Chéjov es el inventor del silencio como personaje. Esa tristeza del alma rusa, (por la que Nietszche hubiera cambiado siglos de esplendor europeo, a cambio de una sola de aquellas horas), queda fijada en sus textos, como el vacío en los huecos de una tela de araña. El silencio es una forma de comunicarse en éxtasis, como ocurre entre los apasionados amantes; aunque también puede ser entendido como una respetuosa manera de relacionarse entre seres torturados y sensibles. Ofendemos con las palabras, sin pretenderlo. Mejor que hablen las horas, el clima, y los objetos de la casa -parecen decirse sus personajes-.

 

Símbolos como peces sueltos deja Chéjov en sus textos. Estados de ánimos tan cambiantes, que un actor necesita más tiempo para justificarlos, que casi para vivirlos en el escenario. Sus acciones físicas son las convulsiones de su ánimo, y el silencio el instrumento con el que ejecutan estos trances. Los personajes de Chéjov son fantasmas de sí mismos, víctimas de sus miedos; ante ellos se rinidieron, sin ser capaces de reconocerlo.
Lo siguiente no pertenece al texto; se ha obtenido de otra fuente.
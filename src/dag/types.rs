// Value types carried by operation-graph results. Besides integers, floats and fixed
// vectors the graph has two non-data types: `ch`, the chain token that orders side
// effects, and `glue`, which ties a flag-producing node to its consumer. Data types map
// one-to-one onto IR types; chain and glue have no IR counterpart. The textual spelling
// (i64, f32, v4i32, ch, glue) is what the graph parser and printer use.

//! Operation-graph value types.

use crate::ir::{ScalarKind, Type};
use std::fmt;

#[derive(Debug, Clone, Copy, PartialEq, Eq, Hash)]
pub enum ValueType {
    Int(u16),
    F32,
    F64,
    Vector { lanes: u16, elem: ScalarKind },
    /// Chain token.
    Other,
    Glue,
}

impl ValueType {
    pub const I1: ValueType = ValueType::Int(1);
    pub const I8: ValueType = ValueType::Int(8);
    pub const I16: ValueType = ValueType::Int(16);
    pub const I32: ValueType = ValueType::Int(32);
    pub const I64: ValueType = ValueType::Int(64);

    pub fn is_chain(self) -> bool {
        matches!(self, ValueType::Other)
    }

    pub fn is_glue(self) -> bool {
        matches!(self, ValueType::Glue)
    }

    pub fn is_integer(self) -> bool {
        matches!(self, ValueType::Int(_))
    }

    pub fn is_float(self) -> bool {
        matches!(self, ValueType::F32 | ValueType::F64)
    }

    pub fn is_vector(self) -> bool {
        matches!(self, ValueType::Vector { .. })
    }

    pub fn bits(self) -> u32 {
        match self {
            ValueType::Int(bits) => bits as u32,
            ValueType::F32 => 32,
            ValueType::F64 => 64,
            ValueType::Vector { lanes, elem } => lanes as u32 * elem.bits(),
            ValueType::Other | ValueType::Glue => 0,
        }
    }

    /// IR type of a data value; `None` for chain and glue.
    pub fn to_ir(self) -> Option<Type> {
        match self {
            ValueType::Int(bits) => Some(Type::Int(bits)),
            ValueType::F32 => Some(Type::F32),
            ValueType::F64 => Some(Type::F64),
            ValueType::Vector { lanes, elem } => Some(Type::Vector { lanes, elem }),
            ValueType::Other | ValueType::Glue => None,
        }
    }

    /// Parse the textual spelling used by graph dumps.
    pub fn parse(text: &str) -> Option<ValueType> {
        match text {
            "ch" | "Other" => return Some(ValueType::Other),
            "glue" => return Some(ValueType::Glue),
            _ => {}
        }
        if let Some(rest) = text.strip_prefix('v') {
            let split = rest.find(|c: char| !c.is_ascii_digit())?;
            let lanes: u16 = rest[..split].parse().ok()?;
            let elem = match ValueType::parse(&rest[split..])? {
                ValueType::Int(bits) => ScalarKind::Int(bits),
                ValueType::F32 => ScalarKind::F32,
                ValueType::F64 => ScalarKind::F64,
                _ => return None,
            };
            return (lanes > 0).then_some(ValueType::Vector { lanes, elem });
        }
        match text {
            "f32" => Some(ValueType::F32),
            "f64" => Some(ValueType::F64),
            _ => {
                let bits: u16 = text.strip_prefix('i')?.parse().ok()?;
                (bits > 0).then_some(ValueType::Int(bits))
            }
        }
    }
}

impl fmt::Display for ValueType {
    fn fmt(&self, f: &mut fmt::Formatter<'_>) -> fmt::Result {
        match self {
            ValueType::Int(bits) => write!(f, "i{bits}"),
            ValueType::F32 => write!(f, "f32"),
            ValueType::F64 => write!(f, "f64"),
            ValueType::Vector { lanes, elem } => write!(f, "v{lanes}{}", Type::from(*elem).mangle()),
            ValueType::Other => write!(f, "ch"),
            ValueType::Glue => write!(f, "glue"),
        }
    }
}

#[cfg(test)]
mod tests {
    use super::*;

    #[test]
    fn test_parse_value_types() {
        assert_eq!(ValueType::parse("i64"), Some(ValueType::I64));
        assert_eq!(ValueType::parse("ch"), Some(ValueType::Other));
        assert_eq!(
            ValueType::parse("v4i32"),
            Some(ValueType::Vector { lanes: 4, elem: ScalarKind::Int(32) })
        );
        assert_eq!(
            ValueType::parse("v2f64"),
            Some(ValueType::Vector { lanes: 2, elem: ScalarKind::F64 })
        );
        assert_eq!(ValueType::parse("i0"), None);
        assert_eq!(ValueType::parse("x64"), None);
    }

    #[test]
    fn test_display_matches_parse() {
        for text in ["i1", "i32", "f64", "v8i16", "v4f32", "ch", "glue"] {
            assert_eq!(ValueType::parse(text).map(|t| t.to_string()).as_deref(), Some(text));
        }
    }
}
El mundo cambia constantemente, frente a la nostalgia de rutinas que atesoran los seres humanos. Todos somos ciervos heridos en la caza y persecución que nos hace el tiempo. Por eso, comprendemos y estimamos tanto las obras de Chéjov. Porque sus personajes somos nosotros mismos, retratados por un médico ruso que escribía hace más de un siglo. Certero daguerrotipo escrito.

 

Qué misterioso reconocimiento por encima del tiempo nos ofrece la lectura o la contemplación de las obras de Chéjov. Seguir revelando misterios a los seres humanos sobre sí mismos -después de muerto- es el mágico poder que adquieren los grandes maestros de la palabra escrita. La literatura entendida como una victoria sobre la muerte y el olvido. Quizás ése sea el premio que más ansían todos los que traducen sus estados de ánimo, conocimientos y experiencias, a palabras. Así sea, por los siglos de los siglos, aunque hagan falta toneladas de silencio para percibirlo.

 

* * *

 

La Editorial Alba está publicando el teatro de Chéjov en nuevas y mimadas traducciones, a cargo del Profesor de Dirección de la RESAD (Real Escuela Superior de Arte Dramático) de Madrid, Jorge Saura, quien vivió y estudió seis años en Rusia en el Teatro del Arte de Moscú. Buen conocedor de la lengua, la vida y el alma rusa, sus traducciones son respetuosas con el espíritu de Chéjov, y la musicalidad de sus textos originales. Para esta tarea ha contado con la inestimable colaboración de Bibicharifa Jakimziánova.

 

Tras haber publicado en 2010 La gaviota y Tío Vania, (con sendos artículos inéditos en lengua española de la actriz María Chitáu, y de Konstantin Rudnistki), la editorial Alba anuncia la próxima aparición de la nueva traducción de la última obra dramática de Chéjov, que en esta ocasión verá la luz bajo el nombre de El huerto de los cerezos.